* YOUR INSTRUCTIONS *
Each entry shown below is to be reproduced exactly.

Stored data entries:

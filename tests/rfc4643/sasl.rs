//! AUTHINFO SASL exchange (RFC 4643 §2.4)

use crate::common::{serve, Step::*, GREETING};
use nntp_client::{decode_sasl_data, encode_sasl_data, SaslPlain};

#[tokio::test]
async fn test_sasl_plain_with_initial_response() {
    // \0test\0secret base64-encoded rides on the command line
    let server = serve(vec![
        Send(GREETING),
        Expect("AUTHINFO SASL PLAIN AHRlc3QAc2VjcmV0"),
        Send("281 Authentication accepted\r\n"),
    ])
    .await;
    let mut client = server.client().await;

    let response = client
        .authinfo_sasl(SaslPlain::new("test", "secret"))
        .await
        .unwrap();
    assert_eq!(response.status, 281);
    drop(response);
    assert!(client.is_authenticated());
    server.finish().await;
}

#[tokio::test]
async fn test_sasl_plain_rejected() {
    let server = serve(vec![
        Send(GREETING),
        Expect("AUTHINFO SASL PLAIN AGFsaWNlAHdyb25ncGFzcw=="),
        Send("481 Authentication failed\r\n"),
    ])
    .await;
    let mut client = server.client().await;

    let response = client
        .authinfo_sasl(SaslPlain::new("alice", "wrongpass"))
        .await
        .unwrap();
    assert_eq!(response.status, 481);
    drop(response);
    assert!(!client.is_authenticated());
    server.finish().await;
}

#[tokio::test]
async fn test_sasl_repeat_is_suppressed() {
    let server = serve(vec![
        Send(GREETING),
        Expect("AUTHINFO SASL PLAIN AHRlc3QAc2VjcmV0"),
        Send("281 Authentication accepted\r\n"),
    ])
    .await;
    let mut client = server.client().await;

    let response = client
        .authinfo_sasl(SaslPlain::new("test", "secret"))
        .await
        .unwrap();
    drop(response);

    // Already authenticated: nothing further may reach the wire
    let response = client
        .authinfo_sasl(SaslPlain::new("test", "secret"))
        .await
        .unwrap();
    assert_eq!(response.status, 281);
    drop(response);
    server.finish().await;
}

#[test]
fn test_sasl_framing_empty_marker() {
    assert_eq!(encode_sasl_data(&[]), "=");
    assert_eq!(decode_sasl_data("=").unwrap(), Vec::<u8>::new());
}

#[test]
fn test_sasl_framing_roundtrip() {
    let payload = b"\x00user\x00pass";
    let encoded = encode_sasl_data(payload);
    assert_eq!(decode_sasl_data(&encoded).unwrap(), payload);
}
//! Article metadata retrieval: OVER and HDR
//!
//! These commands fetch per-article metadata without downloading content,
//! which is how newsreaders build index views cheaply.

use tracing::trace;

use super::NntpClient;
use crate::commands::{Command, QueryTarget};
use crate::error::Result;
use crate::response::NntpResponse;

impl NntpClient {
    /// Fetch overview data (RFC 3977 §8.3)
    ///
    /// 224 carries one tab-separated line per article; parse each with
    /// [`parse_over_line`](crate::commands::parse_over_line).
    ///
    /// ```no_run
    /// # use nntp_client::{commands::{parse_over_line, ArticleRange, QueryTarget}, ConnectOptions, NntpClient};
    /// # async fn example() -> nntp_client::Result<()> {
    /// # let mut client = NntpClient::connect(ConnectOptions::plain("news.example.com")).await?;
    /// client.group("misc.test").await?;
    /// let mut response = client
    ///     .over(QueryTarget::Range(ArticleRange::Bounded(1, 100)))
    ///     .await?;
    /// let block = response.read_body_string().await?;
    /// for line in block.lines() {
    ///     if let Ok(entry) = parse_over_line(line) {
    ///         println!("{}: {}", entry.article_number, entry.subject);
    ///     }
    /// }
    /// # Ok(())
    /// # }
    /// ```
    pub async fn over(&mut self, target: QueryTarget<'_>) -> Result<NntpResponse<'_>> {
        trace!("OVER {:?}", target);
        let arg = target.to_arg();
        let args: Vec<&str> = arg.as_deref().into_iter().collect();
        let head = self.dispatch(Command::Over, &args).await?;
        Ok(self.into_response(head))
    }

    /// Fetch one header field's values (RFC 3977 §8.5)
    ///
    /// 225 carries one "number value" line per article; parse each with
    /// [`parse_hdr_line`](crate::commands::parse_hdr_line).
    pub async fn hdr(&mut self, field: &str, target: QueryTarget<'_>) -> Result<NntpResponse<'_>> {
        trace!("HDR {} {:?}", field, target);
        let arg = target.to_arg();
        let mut args: Vec<&str> = vec![field];
        if let Some(ref arg) = arg {
            args.push(arg);
        }
        let head = self.dispatch(Command::Hdr, &args).await?;
        Ok(self.into_response(head))
    }
}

* EXERCISE RESULT *
filename tests/rfc4643/sasl.rs
//! AUTHINFO SASL exchange (RFC 4643 §2.4)

use crate::common::{serve, Step::*, GREETING};
use nntp_client::{decode_sasl_data, encode_sasl_data, SaslPlain};

#[tokio::test]
async fn test_sasl_plain_with_initial_response() {
    // \0test\0secret base64-encoded rides on the command line
    let server = serve(vec![
        Send(GREETING),
        Expect("AUTHINFO SASL PLAIN AHRlc3QAc2VjcmV0"),
        Send("281 Authentication accepted\r\n"),
    ])
    .await;
    let mut client = server.client().await;

    let response = client
        .authinfo_sasl(SaslPlain::new("test", "secret"))
        .await
        .unwrap();
    assert_eq!(response.status, 281);
    drop(response);
    assert!(client.is_authenticated());
    server.finish().await;
}

#[tokio::test]
async fn test_sasl_plain_rejected() {
    let server = serve(vec![
        Send(GREETING),
        Expect("AUTHINFO SASL PLAIN AGFsaWNlAHdyb25ncGFzcw=="),
        Send("481 Authentication failed\r\n"),
    ])
    .await;
    let mut client = server.client().await;

    let response = client
        .authinfo_sasl(SaslPlain::new("alice", "wrongpass"))
        .await
        .unwrap();
    assert_eq!(response.status, 481);
    drop(response);
    assert!(!client.is_authenticated());
    server.finish().await;
}

#[tokio::test]
async fn test_sasl_repeat_is_suppressed() {
    let server = serve(vec![
        Send(GREETING),
        Expect("AUTHINFO SASL PLAIN AHRlc3QAc2VjcmV0"),
        Send("281 Authentication accepted\r\n"),
    ])
    .await;
    let mut client = server.client().await;

    let response = client
        .authinfo_sasl(SaslPlain::new("test", "secret"))
        .await
        .unwrap();
    drop(response);

    // Already authenticated: nothing further may reach the wire
    let response = client
        .authinfo_sasl(SaslPlain::new("test", "secret"))
        .await
        .unwrap();
    assert_eq!(response.status, 281);
    drop(response);
    server.finish().await;
}

#[test]
fn test_sasl_framing_empty_marker() {
    assert_eq!(encode_sasl_data(&[]), "=");
    assert_eq!(decode_sasl_data("=").unwrap(), Vec::<u8>::new());
}

#[test]
fn test_sasl_framing_roundtrip() {
    let payload = b"\x00user\x00pass";
    let encoded = encode_sasl_data(payload);
    assert_eq!(decode_sasl_data(&encoded).unwrap(), payload);
}
//! Article metadata retrieval: OVER and HDR
//!
//! These commands fetch per-article metadata without downloading content,
//! which is how newsreaders build index views cheaply.

use tracing::trace;

use super::NntpClient;
use crate::commands::{Command, QueryTarget};
use crate::error::Result;
use crate::response::NntpResponse;

impl NntpClient {
    /// Fetch overview data (RFC 3977 §8.3)
    ///
    /// 224 carries one tab-separated line per article; parse each with
    /// [`parse_over_line`](crate::commands::parse_over_line).
    ///
    /// ```no_run
    /// # use nntp_client::{commands::{parse_over_line, ArticleRange, QueryTarget}, ConnectOptions, NntpClient};
    /// # async fn example() -> nntp_client::Result<()> {
    /// # let mut client = NntpClient::connect(ConnectOptions::plain("news.example.com")).await?;
    /// client.group("misc.test").await?;
    /// let mut response = client
    ///     .over(QueryTarget::Range(ArticleRange::Bounded(1, 100)))
    ///     .await?;
    /// let block = response.read_body_string().await?;
    /// for line in block.lines() {
    ///     if let Ok(entry) = parse_over_line(line) {
    ///         println!("{}: {}", entry.article_number, entry.subject);
    ///     }
    /// }
    /// # Ok(())
    /// # }
    /// ```
    pub async fn over(&mut self, target: QueryTarget<'_>) -> Result<NntpResponse<'_>> {
        trace!("OVER {:?}", target);
        let arg = target.to_arg();
        let args: Vec<&str> = arg.as_deref().into_iter().collect();
        let head = self.dispatch(Command::Over, &args).await?;
        Ok(self.into_response(head))
    }

    /// Fetch one header field's values (RFC 3977 §8.5)
    ///
    /// 225 carries one "number value" line per article; parse each with
    /// [`parse_hdr_line`](crate::commands::parse_hdr_line).
    pub async fn hdr(&mut self, field: &str, target: QueryTarget<'_>) -> Result<NntpResponse<'_>> {
        trace!("HDR {} {:?}", field, target);
        let arg = target.to_arg();
        let mut args: Vec<&str> = vec![field];
        if let Some(ref arg) = arg {
            args.push(arg);
        }
        let head = self.dispatch(Command::Hdr, &args).await?;
        Ok(self.into_response(head))
    }
}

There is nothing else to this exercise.